As investors and market watchers continue to try and figure out what will happen to capital gains and dividend tax rates next year, we sit by and continue to look for good investment opportunities. We’re also focused on any potential negative factors for specific stocks that investors need to be aware of.
Best Buy (BBY) shares finished higher as once again we heard reports of an impending offer to take the company private. CVS Caremark (CVS) rallied following the company’s guidance for 2013, as well as news it was raising its dividend payout generously (it still yields below 2% though). A Wall Street analyst upgrades helped boost Brinker International (EAT) while a sell call had shares of Lexmark International (LXK) trading in the red. Finally, Apple (AAPL) shares drifted lower following an analyst call worrying about a potential drop in iPhone 5 sales.

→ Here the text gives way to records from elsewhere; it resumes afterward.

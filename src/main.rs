use folio::{
    cli::Cli,
    config::Config,
    content::{self, CoverArt, ItemRenderer},
    logging::{self, LogLevel},
    measure::{self, TextMeasurer},
    models::BookContent,
    paginate,
    ui::reader::Reader,
};

use clap::Parser;
use eyre::Result;
use std::collections::HashMap;
use std::path::Path;

fn main() -> Result<()> {
    let cli = Cli::parse();

    logging::init(LogLevel::from_verbosity(cli.verbose));

    // Load configuration
    let config = match &cli.config {
        Some(path) => Config::load_from(path.clone()),
        None => Config::new(),
    };
    let config = match config {
        Ok(config) => config,
        Err(err) => {
            eprintln!("Warning: Could not load configuration: {}", err);
            eprintln!("Starting with default settings");
            Config::load_from(std::path::PathBuf::from("configuration.json"))?
        }
    };

    let Some(content_path) = &cli.content else {
        eprintln!("No book content given. Pass the content JSON file as an argument.");
        return Ok(());
    };

    // A book that cannot be loaded leaves nothing to render.
    let book = match content::load_book_content(content_path) {
        Ok(book) => book,
        Err(err) => {
            logging::error(format!("Could not load book content: {err}"));
            eprintln!("Could not load book content: {err}");
            return Ok(());
        }
    };

    if cli.dump_pages {
        dump_pages(&book, content_path, cli.cols, cli.rows, &config)
    } else {
        let mut reader = Reader::new(config, book)?;
        reader.run()
    }
}

fn dump_pages(
    book: &BookContent,
    content_path: &Path,
    cols: u16,
    rows: u16,
    config: &Config,
) -> Result<()> {
    let measurer = TextMeasurer::for_viewport(cols);
    let max_height = measure::max_page_height_px(rows);
    let ratings = HashMap::new();
    let renderer = ItemRenderer::new(&ratings);
    let covers = CoverArt {
        front_src: config.settings.cover_image_url.clone(),
        inner_src: config.settings.cover_back_image_url.clone(),
    };

    let pagination = paginate::paginate(&book.chapters, max_height, &measurer, &renderer, &covers);

    println!(
        "{}: {} chapters, {} pages at {}x{}",
        content_path.display(),
        book.chapters.len(),
        pagination.raw_page_count(),
        cols,
        rows
    );
    for (id, start) in &pagination.chapter_starts {
        println!("  chapter {} starts at page {}", id, start);
    }
    for (index, page) in pagination.pages.iter().enumerate() {
        println!("--- page {} ({:?}) ---", index + 1, page.kind);
        let text = measure::markup_to_text(&page.html);
        if !text.is_empty() {
            println!("{}", text);
        }
    }
    Ok(())
}
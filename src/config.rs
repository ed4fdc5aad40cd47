use eyre::Result;
use serde::{Deserialize, Serialize};
use std::{fs, path::PathBuf};

#[derive(Debug, Clone, PartialEq, Serialize, Deserialize)]
pub struct Settings {
    pub backend_url: String,
    pub request_timeout_secs: u64,
    /// Quiet interval after the last resize before the book reflows.
    pub settle_interval_ms: u64,
    /// Viewport width at or below which the book opens flat.
    pub mobile_breakpoint_px: f64,
    /// Account allowed to push new-chapter notifications. Empty means
    /// nobody.
    pub admin_email: String,
    pub cover_image_url: String,
    pub cover_back_image_url: String,
}

impl Default for Settings {
    fn default() -> Self {
        Self {
            backend_url: "http://localhost:8080".to_string(),
            request_timeout_secs: 10,
            settle_interval_ms: 500,
            mobile_breakpoint_px: 768.0,
            admin_email: String::new(),
            cover_image_url: "images/cover.jpg".to_string(),
            cover_back_image_url: "images/cover-inner.jpg".to_string(),
        }
    }
}

#[derive(Debug, Clone)]
pub struct Config {
    pub settings: Settings,
    filepath: PathBuf,
}

impl Config {
    pub fn new() -> Result<Self> {
        let prefix = get_app_data_prefix()?;
        let filepath = prefix.join("configuration.json");

        if filepath.exists() {
            return Self::load_from(filepath);
        }

        // Save initial config if it doesn't exist
        let settings = Settings::default();
        let initial_config = serde_json::json!({ "Setting": settings });
        fs::create_dir_all(&prefix)?;
        fs::write(&filepath, serde_json::to_string_pretty(&initial_config)?)?;

        Ok(Self { settings, filepath })
    }

    /// Load configuration from a custom path. Missing or malformed
    /// fields fall back to their defaults.
    pub fn load_from(filepath: PathBuf) -> Result<Self> {
        let mut settings = Settings::default();

        if filepath.exists() {
            let config_str = fs::read_to_string(&filepath)?;
            if let Ok(user_config) = serde_json::from_str::<serde_json::Value>(&config_str) {
                if let Some(user_settings_map) =
                    user_config.get("Setting").and_then(|v| v.as_object())
                {
                    if let Some(val) = user_settings_map
                        .get("backend_url")
                        .and_then(|v| v.as_str())
                    {
                        settings.backend_url = val.to_string();
                    }
                    if let Some(val) = user_settings_map
                        .get("request_timeout_secs")
                        .and_then(|v| v.as_u64())
                    {
                        settings.request_timeout_secs = val;
                    }
                    if let Some(val) = user_settings_map
                        .get("settle_interval_ms")
                        .and_then(|v| v.as_u64())
                    {
                        settings.settle_interval_ms = val;
                    }
                    if let Some(val) = user_settings_map
                        .get("mobile_breakpoint_px")
                        .and_then(|v| v.as_f64())
                    {
                        settings.mobile_breakpoint_px = val;
                    }
                    if let Some(val) = user_settings_map
                        .get("admin_email")
                        .and_then(|v| v.as_str())
                    {
                        settings.admin_email = val.to_string();
                    }
                    if let Some(val) = user_settings_map
                        .get("cover_image_url")
                        .and_then(|v| v.as_str())
                    {
                        settings.cover_image_url = val.to_string();
                    }
                    if let Some(val) = user_settings_map
                        .get("cover_back_image_url")
                        .and_then(|v| v.as_str())
                    {
                        settings.cover_back_image_url = val.to_string();
                    }
                }
            }
        }

        Ok(Self { settings, filepath })
    }

    /// Get the configuration file path
    pub fn filepath(&self) -> &PathBuf {
        &self.filepath
    }

    /// Create a config with custom settings for testing
    pub fn with_settings(settings: Settings) -> Result<Self> {
        let prefix = get_app_data_prefix()?;
        let filepath = prefix.join("test_configuration.json");
        Ok(Self { settings, filepath })
    }

    /// Save current configuration to file
    pub fn save(&self) -> Result<()> {
        let config_json = serde_json::json!({ "Setting": self.settings });
        let config_str = serde_json::to_string_pretty(&config_json)?;

        if let Some(parent) = self.filepath.parent() {
            fs::create_dir_all(parent)?;
        }

        fs::write(&self.filepath, config_str)?;
        Ok(())
    }

    pub fn request_timeout(&self) -> std::time::Duration {
        std::time::Duration::from_secs(self.settings.request_timeout_secs)
    }

    pub fn settle_interval(&self) -> std::time::Duration {
        std::time::Duration::from_millis(self.settings.settle_interval_ms)
    }

    pub fn admin_email(&self) -> Option<&str> {
        if self.settings.admin_email.is_empty() {
            None
        } else {
            Some(&self.settings.admin_email)
        }
    }
}

pub fn get_app_data_prefix() -> Result<PathBuf> {
    if let Some(config_home) = std::env::var_os("XDG_CONFIG_HOME") {
        let path = PathBuf::from(config_home).join("folio");
        return Ok(path);
    } else if let Some(home) = std::env::var_os("HOME") {
        let path = PathBuf::from(home.clone()).join(".config").join("folio");
        if path.exists() {
            return Ok(path);
        } else {
            return Ok(PathBuf::from(home).join(".folio"));
        }
    } else if let Some(user_profile) = std::env::var_os("USERPROFILE") {
        return Ok(PathBuf::from(user_profile).join(".folio"));
    }

    Err(eyre::eyre!(
        "Could not determine application data directory"
    ))
}

#[cfg(test)]
mod tests {
    use super::*;
    use std::env;
    use std::sync::{Mutex, OnceLock};
    use tempfile::tempdir;

    fn lock_env() -> std::sync::MutexGuard<'static, ()> {
        static ENV_LOCK: OnceLock<Mutex<()>> = OnceLock::new();
        ENV_LOCK
            .get_or_init(|| Mutex::new(()))
            .lock()
            .expect("lock env mutex")
    }

    #[test]
    fn load_from_partial_config_keeps_defaults() -> Result<()> {
        let dir = tempdir()?;
        let path = dir.path().join("configuration.json");
        let partial = serde_json::json!({
            "Setting": {
                "backend_url": "https://book.example.com",
                "settle_interval_ms": 250
            }
        });
        fs::write(&path, serde_json::to_string(&partial)?)?;

        let config = Config::load_from(path)?;
        assert_eq!(config.settings.backend_url, "https://book.example.com");
        assert_eq!(config.settings.settle_interval_ms, 250);
        // unspecified values keep their defaults
        assert_eq!(config.settings.mobile_breakpoint_px, 768.0);
        assert_eq!(config.settings.request_timeout_secs, 10);
        Ok(())
    }

    #[test]
    fn load_from_invalid_json_falls_back_to_defaults() -> Result<()> {
        let dir = tempdir()?;
        let path = dir.path().join("configuration.json");
        fs::write(&path, "{ invalid json }")?;

        let config = Config::load_from(path)?;
        assert_eq!(config.settings, Settings::default());
        Ok(())
    }

    #[test]
    fn load_from_missing_file_uses_defaults() -> Result<()> {
        let dir = tempdir()?;
        let config = Config::load_from(dir.path().join("nope.json"))?;
        assert_eq!(config.settings, Settings::default());
        Ok(())
    }

    #[test]
    fn save_and_reload_round_trip() -> Result<()> {
        let dir = tempdir()?;
        let path = dir.path().join("configuration.json");

        let mut config = Config::load_from(path.clone())?;
        config.settings.admin_email = "admin@example.com".to_string();
        config.settings.mobile_breakpoint_px = 600.0;
        config.save()?;

        let reloaded = Config::load_from(path)?;
        assert_eq!(reloaded.settings.admin_email, "admin@example.com");
        assert_eq!(reloaded.settings.mobile_breakpoint_px, 600.0);
        assert_eq!(reloaded.admin_email(), Some("admin@example.com"));
        Ok(())
    }

    #[test]
    fn admin_email_empty_means_nobody() -> Result<()> {
        let config = Config::load_from(PathBuf::from("/nonexistent/none.json"))?;
        assert_eq!(config.admin_email(), None);
        Ok(())
    }

    #[test]
    fn durations_derive_from_settings() -> Result<()> {
        let dir = tempdir()?;
        let mut config = Config::load_from(dir.path().join("c.json"))?;
        config.settings.request_timeout_secs = 3;
        config.settings.settle_interval_ms = 750;
        assert_eq!(config.request_timeout(), std::time::Duration::from_secs(3));
        assert_eq!(
            config.settle_interval(),
            std::time::Duration::from_millis(750)
        );
        Ok(())
    }

    #[test]
    fn app_data_prefix_prefers_xdg_config_home() {
        let _env_lock = lock_env();
        let original_home = env::var_os("HOME");
        let original_xdg = env::var_os("XDG_CONFIG_HOME");
        let original_profile = env::var_os("USERPROFILE");

        let dir = tempdir().unwrap();
        unsafe {
            env::set_var("XDG_CONFIG_HOME", dir.path());
            env::remove_var("HOME");
            env::remove_var("USERPROFILE");
        }
        assert_eq!(get_app_data_prefix().unwrap(), dir.path().join("folio"));

        unsafe {
            if let Some(home) = original_home {
                env::set_var("HOME", home);
            } else {
                env::remove_var("HOME");
            }
            if let Some(xdg) = original_xdg {
                env::set_var("XDG_CONFIG_HOME", xdg);
            } else {
                env::remove_var("XDG_CONFIG_HOME");
            }
            if let Some(profile) = original_profile {
                env::set_var("USERPROFILE", profile);
            } else {
                env::remove_var("USERPROFILE");
            }
        }
    }
}
use crate::config;
use chrono::{DateTime, Utc};
use eyre::{Result, WrapErr};
use rusqlite::Connection;
use std::path::Path;

/// Key persisted once the first-visit welcome has been shown. Cleared
/// on logout together with everything else in the store.
pub const WELCOME_SHOWN_KEY: &str = "welcome_shown";

/// Small key/value store backing client-side persistence, kept in a
/// SQLite file under the app data directory.
pub struct Storage {
    conn: Connection,
}

impl Storage {
    pub fn new() -> Result<Self> {
        let path = config::get_app_data_prefix()?.join("local.db");
        Self::open_at(&path)
    }

    pub fn open_at(path: &Path) -> Result<Self> {
        if let Some(parent) = path.parent() {
            std::fs::create_dir_all(parent)
                .wrap_err_with(|| format!("Could not create {}", parent.display()))?;
        }
        let conn = Connection::open(path)
            .wrap_err_with(|| format!("Could not open local store at {}", path.display()))?;
        let storage = Self { conn };
        storage.init_db()?;
        Ok(storage)
    }

    fn init_db(&self) -> Result<()> {
        self.conn.execute(
            "CREATE TABLE IF NOT EXISTS local_store (
                key TEXT PRIMARY KEY,
                value TEXT NOT NULL,
                updated_at DATETIME NOT NULL
            )",
            [],
        )?;
        Ok(())
    }

    pub fn get(&self, key: &str) -> Result<Option<String>> {
        let mut stmt = self
            .conn
            .prepare("SELECT value FROM local_store WHERE key = ?1")?;
        let mut rows = stmt.query([key])?;
        match rows.next()? {
            Some(row) => Ok(Some(row.get(0)?)),
            None => Ok(None),
        }
    }

    pub fn set(&self, key: &str, value: &str) -> Result<()> {
        self.conn.execute(
            "INSERT INTO local_store (key, value, updated_at) VALUES (?1, ?2, ?3)
             ON CONFLICT(key) DO UPDATE SET value = ?2, updated_at = ?3",
            rusqlite::params![key, value, Utc::now()],
        )?;
        Ok(())
    }

    pub fn remove(&self, key: &str) -> Result<()> {
        self.conn
            .execute("DELETE FROM local_store WHERE key = ?1", [key])?;
        Ok(())
    }

    pub fn clear(&self) -> Result<()> {
        self.conn.execute("DELETE FROM local_store", [])?;
        Ok(())
    }

    pub fn updated_at(&self, key: &str) -> Result<Option<DateTime<Utc>>> {
        let mut stmt = self
            .conn
            .prepare("SELECT updated_at FROM local_store WHERE key = ?1")?;
        let mut rows = stmt.query([key])?;
        match rows.next()? {
            Some(row) => Ok(Some(row.get(0)?)),
            None => Ok(None),
        }
    }

    pub fn welcome_shown(&self) -> Result<bool> {
        Ok(self.get(WELCOME_SHOWN_KEY)?.is_some())
    }

    pub fn mark_welcome_shown(&self) -> Result<()> {
        self.set(WELCOME_SHOWN_KEY, "true")
    }
}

The Unfortunate Trend That will Cause Portfolios to Underperform
Retail (mom and pop) investors have a lot to think about these days when it comes to developing an investing game plan. The key is finding a successful strategy, such as putting money into dividend-paying stocks monthly, and sticking to it. This practice will allow investors to harness the power compound interest. Accordingly, they should also focus on their core foundation by getting the most out of their professional career, which is the root of where most money will come from.
The one last thing to keep in mind as we continue to push investors to consider individual dividend stocks over other forms of dividend-focused investments (ETFs, mutual funds) is that the latest data on individual investors shows lesser involvement in owning individual stocks, whereas hedge funds/professional investors are increasing their exposure to individual stocks. This could be the latest installment of how the business media scares investors away from picking quality stocks and into diversified, diluted products like ETFs and mutual funds. Keep that in mind as you look to see your investment capital perform at the highest level.
Thanks for reading, and I’ll see you tomorrow!